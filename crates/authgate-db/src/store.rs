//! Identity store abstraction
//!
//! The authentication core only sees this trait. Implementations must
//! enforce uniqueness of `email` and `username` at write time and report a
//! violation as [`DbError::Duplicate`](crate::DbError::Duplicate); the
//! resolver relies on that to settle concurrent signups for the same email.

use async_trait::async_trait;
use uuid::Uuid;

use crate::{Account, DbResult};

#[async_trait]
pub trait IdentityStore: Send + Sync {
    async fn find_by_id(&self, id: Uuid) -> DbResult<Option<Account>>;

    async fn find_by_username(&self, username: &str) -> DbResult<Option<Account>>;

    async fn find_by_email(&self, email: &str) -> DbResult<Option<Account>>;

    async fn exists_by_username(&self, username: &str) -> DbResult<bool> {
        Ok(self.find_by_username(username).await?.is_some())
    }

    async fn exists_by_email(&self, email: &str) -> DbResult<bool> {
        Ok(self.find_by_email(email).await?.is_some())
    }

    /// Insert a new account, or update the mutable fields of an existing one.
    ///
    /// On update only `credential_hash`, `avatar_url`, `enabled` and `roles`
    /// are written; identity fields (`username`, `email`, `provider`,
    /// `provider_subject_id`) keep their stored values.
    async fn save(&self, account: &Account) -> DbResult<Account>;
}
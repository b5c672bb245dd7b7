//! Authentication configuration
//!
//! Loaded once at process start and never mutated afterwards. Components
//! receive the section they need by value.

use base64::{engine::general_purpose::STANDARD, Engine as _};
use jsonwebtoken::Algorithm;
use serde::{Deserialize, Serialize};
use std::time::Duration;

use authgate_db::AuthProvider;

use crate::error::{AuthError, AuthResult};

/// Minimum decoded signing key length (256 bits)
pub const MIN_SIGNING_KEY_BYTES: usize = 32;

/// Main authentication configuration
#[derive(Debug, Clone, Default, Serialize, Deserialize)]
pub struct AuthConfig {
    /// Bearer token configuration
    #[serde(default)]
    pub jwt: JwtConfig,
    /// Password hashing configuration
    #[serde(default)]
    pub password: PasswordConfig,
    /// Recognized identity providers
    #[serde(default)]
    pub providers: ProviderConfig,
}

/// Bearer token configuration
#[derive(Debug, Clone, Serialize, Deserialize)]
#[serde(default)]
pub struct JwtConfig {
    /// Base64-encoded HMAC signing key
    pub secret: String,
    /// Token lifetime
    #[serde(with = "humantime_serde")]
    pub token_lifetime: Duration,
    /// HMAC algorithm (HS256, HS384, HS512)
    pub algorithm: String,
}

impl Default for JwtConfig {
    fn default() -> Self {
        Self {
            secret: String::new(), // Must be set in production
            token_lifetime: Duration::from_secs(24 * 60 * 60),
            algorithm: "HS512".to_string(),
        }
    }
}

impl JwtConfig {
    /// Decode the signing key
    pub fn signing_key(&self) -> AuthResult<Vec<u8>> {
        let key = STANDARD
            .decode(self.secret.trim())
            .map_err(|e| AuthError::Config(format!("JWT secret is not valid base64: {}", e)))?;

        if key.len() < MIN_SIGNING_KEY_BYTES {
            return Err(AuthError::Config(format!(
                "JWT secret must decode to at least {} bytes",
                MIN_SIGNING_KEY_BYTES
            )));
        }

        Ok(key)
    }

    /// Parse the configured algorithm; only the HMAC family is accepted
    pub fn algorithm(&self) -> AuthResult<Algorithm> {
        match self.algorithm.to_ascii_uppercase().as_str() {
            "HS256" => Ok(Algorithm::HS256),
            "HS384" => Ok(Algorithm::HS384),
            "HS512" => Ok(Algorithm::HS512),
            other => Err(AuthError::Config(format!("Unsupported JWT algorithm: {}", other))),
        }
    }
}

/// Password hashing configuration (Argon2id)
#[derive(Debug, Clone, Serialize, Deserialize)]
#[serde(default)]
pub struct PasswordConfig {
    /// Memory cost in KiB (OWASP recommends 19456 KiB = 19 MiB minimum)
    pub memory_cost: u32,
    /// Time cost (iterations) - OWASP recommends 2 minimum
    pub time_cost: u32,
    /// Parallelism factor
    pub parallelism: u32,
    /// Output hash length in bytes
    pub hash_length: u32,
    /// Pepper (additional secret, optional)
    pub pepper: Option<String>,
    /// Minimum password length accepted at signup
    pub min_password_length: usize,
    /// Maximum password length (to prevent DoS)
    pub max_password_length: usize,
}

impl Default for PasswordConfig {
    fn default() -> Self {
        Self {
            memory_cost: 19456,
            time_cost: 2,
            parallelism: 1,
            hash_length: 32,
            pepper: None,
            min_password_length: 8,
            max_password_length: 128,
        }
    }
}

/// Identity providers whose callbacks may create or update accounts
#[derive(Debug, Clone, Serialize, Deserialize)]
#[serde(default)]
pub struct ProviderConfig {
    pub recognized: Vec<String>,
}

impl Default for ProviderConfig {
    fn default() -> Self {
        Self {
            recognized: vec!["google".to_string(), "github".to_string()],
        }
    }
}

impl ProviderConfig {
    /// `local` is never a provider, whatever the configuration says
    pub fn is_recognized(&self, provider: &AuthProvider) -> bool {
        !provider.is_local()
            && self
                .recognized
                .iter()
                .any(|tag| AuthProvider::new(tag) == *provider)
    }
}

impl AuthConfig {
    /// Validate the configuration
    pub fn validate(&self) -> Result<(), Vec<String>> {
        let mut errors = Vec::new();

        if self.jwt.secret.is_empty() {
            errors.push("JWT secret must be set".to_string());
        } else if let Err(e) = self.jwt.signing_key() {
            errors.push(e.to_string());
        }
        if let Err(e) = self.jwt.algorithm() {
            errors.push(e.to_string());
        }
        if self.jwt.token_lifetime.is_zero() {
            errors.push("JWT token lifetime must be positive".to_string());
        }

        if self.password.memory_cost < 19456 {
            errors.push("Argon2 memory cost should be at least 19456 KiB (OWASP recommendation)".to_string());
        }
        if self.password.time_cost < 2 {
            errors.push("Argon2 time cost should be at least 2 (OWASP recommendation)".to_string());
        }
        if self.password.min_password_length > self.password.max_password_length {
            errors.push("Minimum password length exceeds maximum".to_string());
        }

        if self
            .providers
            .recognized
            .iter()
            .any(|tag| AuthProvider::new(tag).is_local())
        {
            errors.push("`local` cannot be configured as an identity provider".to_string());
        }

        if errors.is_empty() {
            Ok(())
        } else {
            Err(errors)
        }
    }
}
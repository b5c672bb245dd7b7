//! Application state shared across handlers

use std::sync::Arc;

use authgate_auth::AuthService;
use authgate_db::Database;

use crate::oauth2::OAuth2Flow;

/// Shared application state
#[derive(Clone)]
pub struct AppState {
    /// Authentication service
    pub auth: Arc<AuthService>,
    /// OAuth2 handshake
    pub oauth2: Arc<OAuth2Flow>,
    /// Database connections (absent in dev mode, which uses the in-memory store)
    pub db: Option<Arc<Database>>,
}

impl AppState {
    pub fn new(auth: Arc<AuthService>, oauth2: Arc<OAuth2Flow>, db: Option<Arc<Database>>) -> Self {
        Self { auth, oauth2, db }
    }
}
____________
#### Work request:
Restate the full listing word for word, leaving out nothing.

#### Output of the task:
filename crates/authgate-db/src/store.rs
//! Identity store abstraction
//!
//! The authentication core only sees this trait. Implementations must
//! enforce uniqueness of `email` and `username` at write time and report a
//! violation as [`DbError::Duplicate`](crate::DbError::Duplicate); the
//! resolver relies on that to settle concurrent signups for the same email.

use async_trait::async_trait;
use uuid::Uuid;

use crate::{Account, DbResult};

#[async_trait]
pub trait IdentityStore: Send + Sync {
    async fn find_by_id(&self, id: Uuid) -> DbResult<Option<Account>>;

    async fn find_by_username(&self, username: &str) -> DbResult<Option<Account>>;

    async fn find_by_email(&self, email: &str) -> DbResult<Option<Account>>;

    async fn exists_by_username(&self, username: &str) -> DbResult<bool> {
        Ok(self.find_by_username(username).await?.is_some())
    }

    async fn exists_by_email(&self, email: &str) -> DbResult<bool> {
        Ok(self.find_by_email(email).await?.is_some())
    }

    /// Insert a new account, or update the mutable fields of an existing one.
    ///
    /// On update only `credential_hash`, `avatar_url`, `enabled` and `roles`
    /// are written; identity fields (`username`, `email`, `provider`,
    /// `provider_subject_id`) keep their stored values.
    async fn save(&self, account: &Account) -> DbResult<Account>;
}
repository b5c672bb245dd7b7
//! Authentication configuration
//!
//! Loaded once at process start and never mutated afterwards. Components
//! receive the section they need by value.

use base64::{engine::general_purpose::STANDARD, Engine as _};
use jsonwebtoken::Algorithm;
use serde::{Deserialize, Serialize};
use std::time::Duration;

use authgate_db::AuthProvider;

use crate::error::{AuthError, AuthResult};

/// Minimum decoded signing key length (256 bits)
pub const MIN_SIGNING_KEY_BYTES: usize = 32;

/// Main authentication configuration
#[derive(Debug, Clone, Default, Serialize, Deserialize)]
pub struct AuthConfig {
    /// Bearer token configuration
    #[serde(default)]
    pub jwt: JwtConfig,
    /// Password hashing configuration
    #[serde(default)]
    pub password: PasswordConfig,
    /// Recognized identity providers
    #[serde(default)]
    pub providers: ProviderConfig,
}

/// Bearer token configuration
#[derive(Debug, Clone, Serialize, Deserialize)]
#[serde(default)]
pub struct JwtConfig {
    /// Base64-encoded HMAC signing key
    pub secret: String,
    /// Token lifetime
    #[serde(with = "humantime_serde")]
    pub token_lifetime: Duration,
    /// HMAC algorithm (HS256, HS384, HS512)
    pub algorithm: String,
}

impl Default for JwtConfig {
    fn default() -> Self {
        Self {
            secret: String::new(), // Must be set in production
            token_lifetime: Duration::from_secs(24 * 60 * 60),
            algorithm: "HS512".to_string(),
        }
    }
}

impl JwtConfig {
    /// Decode the signing key
    pub fn signing_key(&self) -> AuthResult<Vec<u8>> {
        let key = STANDARD
            .decode(self.secret.trim())
            .map_err(|e| AuthError::Config(format!("JWT secret is not valid base64: {}", e)))?;

        if key.len() < MIN_SIGNING_KEY_BYTES {
            return Err(AuthError::Config(format!(
                "JWT secret must decode to at least {} bytes",
                MIN_SIGNING_KEY_BYTES
            )));
        }

        Ok(key)
    }

    /// Parse the configured algorithm; only the HMAC family is accepted
    pub fn algorithm(&self) -> AuthResult<Algorithm> {
        match self.algorithm.to_ascii_uppercase().as_str() {
            "HS256" => Ok(Algorithm::HS256),
            "HS384" => Ok(Algorithm::HS384),
            "HS512" => Ok(Algorithm::HS512),
            other => Err(AuthError::Config(format!("Unsupported JWT algorithm: {}", other))),
        }
    }
}

/// Password hashing configuration (Argon2id)
#[derive(Debug, Clone, Serialize, Deserialize)]
#[serde(default)]
pub struct PasswordConfig {
    /// Memory cost in KiB (OWASP recommends 19456 KiB = 19 MiB minimum)
    pub memory_cost: u32,
    /// Time cost (iterations) - OWASP recommends 2 minimum
    pub time_cost: u32,
    /// Parallelism factor
    pub parallelism: u32,
    /// Output hash length in bytes
    pub hash_length: u32,
    /// Pepper (additional secret, optional)
    pub pepper: Option<String>,
    /// Minimum password length accepted at signup
    pub min_password_length: usize,
    /// Maximum password length (to prevent DoS)
    pub max_password_length: usize,
}

impl Default for PasswordConfig {
    fn default() -> Self {
        Self {
            memory_cost: 19456,
            time_cost: 2,
            parallelism: 1,
            hash_length: 32,
            pepper: None,
            min_password_length: 8,
            max_password_length: 128,
        }
    }
}

/// Identity providers whose callbacks may create or update accounts
#[derive(Debug, Clone, Serialize, Deserialize)]
#[serde(default)]
pub struct ProviderConfig {
    pub recognized: Vec<String>,
}

impl Default for ProviderConfig {
    fn default() -> Self {
        Self {
            recognized: vec!["google".to_string(), "github".to_string()],
        }
    }
}

impl ProviderConfig {
    /// `local` is never a provider, whatever the configuration says
    pub fn is_recognized(&self, provider: &AuthProvider) -> bool {
        !provider.is_local()
            && self
                .recognized
                .iter()
                .any(|tag| AuthProvider::new(tag) == *provider)
    }
}

impl AuthConfig {
    /// Validate the configuration
    pub fn validate(&self) -> Result<(), Vec<String>> {
        let mut errors = Vec::new();

        if self.jwt.secret.is_empty() {
            errors.push("JWT secret must be set".to_string());
        } else if let Err(e) = self.jwt.signing_key() {
            errors.push(e.to_string());
        }
        if let Err(e) = self.jwt.algorithm() {
            errors.push(e.to_string());
        }
        if self.jwt.token_lifetime.is_zero() {
            errors.push("JWT token lifetime must be positive".to_string());
        }

        if self.password.memory_cost < 19456 {
            errors.push("Argon2 memory cost should be at least 19456 KiB (OWASP recommendation)".to_string());
        }
        if self.password.time_cost < 2 {
            errors.push("Argon2 time cost should be at least 2 (OWASP recommendation)".to_string());
        }
        if self.password.min_password_length > self.password.max_password_length {
            errors.push("Minimum password length exceeds maximum".to_string());
        }

        if self
            .providers
            .recognized
            .iter()
            .any(|tag| AuthProvider::new(tag).is_local())
        {
            errors.push("`local` cannot be configured as an identity provider".to_string());
        }

        if errors.is_empty() {
            Ok(())
        } else {
            Err(errors)
        }
    }
}
repository b5c672bb245dd7b7
//! Application state shared across handlers

use std::sync::Arc;

use authgate_auth::AuthService;
use authgate_db::Database;

use crate::oauth2::OAuth2Flow;

/// Shared application state
#[derive(Clone)]
pub struct AppState {
    /// Authentication service
    pub auth: Arc<AuthService>,
    /// OAuth2 handshake
    pub oauth2: Arc<OAuth2Flow>,
    /// Database connections (absent in dev mode, which uses the in-memory store)
    pub db: Option<Arc<Database>>,
}

impl AppState {
    pub fn new(auth: Arc<AuthService>, oauth2: Arc<OAuth2Flow>, db: Option<Arc<Database>>) -> Self {
        Self { auth, oauth2, db }
    }
}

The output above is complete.